- [What is being asked] Look through the records below and give the number of lines holding the string "PathBuf", nothing more.
■ ■ ■ ■ ■
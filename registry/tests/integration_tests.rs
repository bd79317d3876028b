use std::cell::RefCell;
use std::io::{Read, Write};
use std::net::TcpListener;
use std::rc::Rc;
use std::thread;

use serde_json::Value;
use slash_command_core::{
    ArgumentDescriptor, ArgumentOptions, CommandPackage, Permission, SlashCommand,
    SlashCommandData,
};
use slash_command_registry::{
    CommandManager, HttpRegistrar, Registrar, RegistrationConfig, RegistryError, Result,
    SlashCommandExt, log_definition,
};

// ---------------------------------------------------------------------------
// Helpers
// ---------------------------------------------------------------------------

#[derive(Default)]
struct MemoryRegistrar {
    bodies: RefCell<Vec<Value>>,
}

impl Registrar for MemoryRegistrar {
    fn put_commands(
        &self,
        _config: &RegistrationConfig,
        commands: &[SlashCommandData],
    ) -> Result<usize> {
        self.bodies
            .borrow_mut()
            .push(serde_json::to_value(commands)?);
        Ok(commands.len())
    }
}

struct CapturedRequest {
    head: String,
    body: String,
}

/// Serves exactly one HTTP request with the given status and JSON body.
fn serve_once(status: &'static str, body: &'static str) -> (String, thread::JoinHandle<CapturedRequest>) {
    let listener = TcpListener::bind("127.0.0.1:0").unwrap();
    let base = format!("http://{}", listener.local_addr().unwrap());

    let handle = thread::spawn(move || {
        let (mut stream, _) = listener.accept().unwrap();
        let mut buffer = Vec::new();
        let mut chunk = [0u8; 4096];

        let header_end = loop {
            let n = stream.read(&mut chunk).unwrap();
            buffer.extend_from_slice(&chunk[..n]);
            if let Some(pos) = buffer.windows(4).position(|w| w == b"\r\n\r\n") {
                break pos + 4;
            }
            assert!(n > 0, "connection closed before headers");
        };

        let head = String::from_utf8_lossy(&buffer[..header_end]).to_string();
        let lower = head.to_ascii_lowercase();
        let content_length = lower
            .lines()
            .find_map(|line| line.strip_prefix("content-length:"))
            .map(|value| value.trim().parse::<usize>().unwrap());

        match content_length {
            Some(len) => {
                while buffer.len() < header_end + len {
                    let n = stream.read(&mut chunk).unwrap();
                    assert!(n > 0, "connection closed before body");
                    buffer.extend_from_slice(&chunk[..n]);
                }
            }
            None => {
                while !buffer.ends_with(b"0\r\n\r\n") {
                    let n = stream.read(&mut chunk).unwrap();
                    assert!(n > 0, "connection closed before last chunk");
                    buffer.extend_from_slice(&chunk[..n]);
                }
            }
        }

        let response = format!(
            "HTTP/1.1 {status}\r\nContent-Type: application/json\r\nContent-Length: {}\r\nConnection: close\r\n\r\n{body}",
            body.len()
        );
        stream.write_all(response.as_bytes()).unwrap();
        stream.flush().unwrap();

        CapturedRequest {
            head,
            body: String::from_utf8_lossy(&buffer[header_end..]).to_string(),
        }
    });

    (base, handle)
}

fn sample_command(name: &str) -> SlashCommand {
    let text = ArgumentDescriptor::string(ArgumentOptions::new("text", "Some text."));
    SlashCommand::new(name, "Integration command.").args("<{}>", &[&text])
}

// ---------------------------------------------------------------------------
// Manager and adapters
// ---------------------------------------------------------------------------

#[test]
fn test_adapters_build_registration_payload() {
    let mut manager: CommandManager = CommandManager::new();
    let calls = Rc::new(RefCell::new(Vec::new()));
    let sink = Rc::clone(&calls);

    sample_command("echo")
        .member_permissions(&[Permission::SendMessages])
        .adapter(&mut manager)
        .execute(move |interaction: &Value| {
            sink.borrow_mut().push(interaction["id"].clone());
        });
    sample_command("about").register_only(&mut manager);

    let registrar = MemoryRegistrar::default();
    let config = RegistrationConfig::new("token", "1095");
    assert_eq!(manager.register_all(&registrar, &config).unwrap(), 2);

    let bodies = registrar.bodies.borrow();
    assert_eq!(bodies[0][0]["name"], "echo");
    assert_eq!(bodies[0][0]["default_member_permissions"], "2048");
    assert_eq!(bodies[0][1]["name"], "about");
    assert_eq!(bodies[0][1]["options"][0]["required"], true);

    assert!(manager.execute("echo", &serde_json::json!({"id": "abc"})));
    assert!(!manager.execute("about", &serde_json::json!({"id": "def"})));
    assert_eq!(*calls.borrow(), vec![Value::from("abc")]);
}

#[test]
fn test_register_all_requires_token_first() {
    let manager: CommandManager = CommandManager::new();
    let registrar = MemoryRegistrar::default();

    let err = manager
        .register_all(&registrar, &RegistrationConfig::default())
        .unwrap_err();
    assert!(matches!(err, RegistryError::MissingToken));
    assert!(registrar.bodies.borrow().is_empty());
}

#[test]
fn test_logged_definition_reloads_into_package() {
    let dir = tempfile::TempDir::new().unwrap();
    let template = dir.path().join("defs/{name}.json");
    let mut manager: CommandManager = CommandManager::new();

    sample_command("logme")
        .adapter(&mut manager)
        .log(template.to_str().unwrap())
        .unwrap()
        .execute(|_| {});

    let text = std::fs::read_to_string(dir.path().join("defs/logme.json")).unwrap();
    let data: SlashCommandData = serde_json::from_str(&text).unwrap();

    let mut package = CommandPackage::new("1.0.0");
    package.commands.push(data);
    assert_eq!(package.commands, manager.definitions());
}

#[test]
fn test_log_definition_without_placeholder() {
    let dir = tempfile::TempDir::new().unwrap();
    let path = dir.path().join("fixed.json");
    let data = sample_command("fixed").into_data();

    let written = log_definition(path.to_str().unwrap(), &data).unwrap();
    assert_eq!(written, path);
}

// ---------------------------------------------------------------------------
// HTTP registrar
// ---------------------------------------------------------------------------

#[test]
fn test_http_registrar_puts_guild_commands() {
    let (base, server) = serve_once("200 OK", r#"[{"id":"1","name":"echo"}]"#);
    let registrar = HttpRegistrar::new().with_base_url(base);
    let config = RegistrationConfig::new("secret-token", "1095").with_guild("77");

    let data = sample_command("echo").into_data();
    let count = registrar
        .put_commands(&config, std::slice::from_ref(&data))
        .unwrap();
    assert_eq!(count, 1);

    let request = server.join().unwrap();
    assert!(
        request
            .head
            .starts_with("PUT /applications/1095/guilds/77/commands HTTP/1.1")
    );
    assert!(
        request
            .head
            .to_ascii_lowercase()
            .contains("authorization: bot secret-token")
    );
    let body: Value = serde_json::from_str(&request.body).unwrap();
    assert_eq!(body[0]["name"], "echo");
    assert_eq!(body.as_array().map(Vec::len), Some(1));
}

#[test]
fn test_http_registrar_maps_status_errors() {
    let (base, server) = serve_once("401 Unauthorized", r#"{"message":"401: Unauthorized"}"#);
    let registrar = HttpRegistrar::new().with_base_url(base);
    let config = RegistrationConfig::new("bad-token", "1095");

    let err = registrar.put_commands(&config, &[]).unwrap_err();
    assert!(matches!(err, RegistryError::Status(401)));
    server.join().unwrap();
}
■ ■ ■ ■ ■
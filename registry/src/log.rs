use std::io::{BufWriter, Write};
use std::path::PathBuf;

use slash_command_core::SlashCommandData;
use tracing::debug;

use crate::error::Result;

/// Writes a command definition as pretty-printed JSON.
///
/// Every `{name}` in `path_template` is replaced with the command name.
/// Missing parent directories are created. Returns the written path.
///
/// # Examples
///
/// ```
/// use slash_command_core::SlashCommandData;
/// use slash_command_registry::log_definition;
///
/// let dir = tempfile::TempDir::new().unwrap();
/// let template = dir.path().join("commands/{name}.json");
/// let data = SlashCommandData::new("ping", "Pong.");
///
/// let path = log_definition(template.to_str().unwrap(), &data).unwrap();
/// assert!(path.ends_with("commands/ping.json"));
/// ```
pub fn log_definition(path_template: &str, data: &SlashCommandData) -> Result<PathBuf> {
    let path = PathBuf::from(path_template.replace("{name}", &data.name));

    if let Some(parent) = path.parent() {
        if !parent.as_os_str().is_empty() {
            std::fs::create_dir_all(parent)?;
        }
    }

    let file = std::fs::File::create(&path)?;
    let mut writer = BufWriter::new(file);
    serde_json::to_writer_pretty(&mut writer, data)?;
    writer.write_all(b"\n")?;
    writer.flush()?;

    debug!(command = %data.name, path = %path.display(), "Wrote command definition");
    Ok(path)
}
■ ■ ■ ■ ■
- [Solution to this problem] 3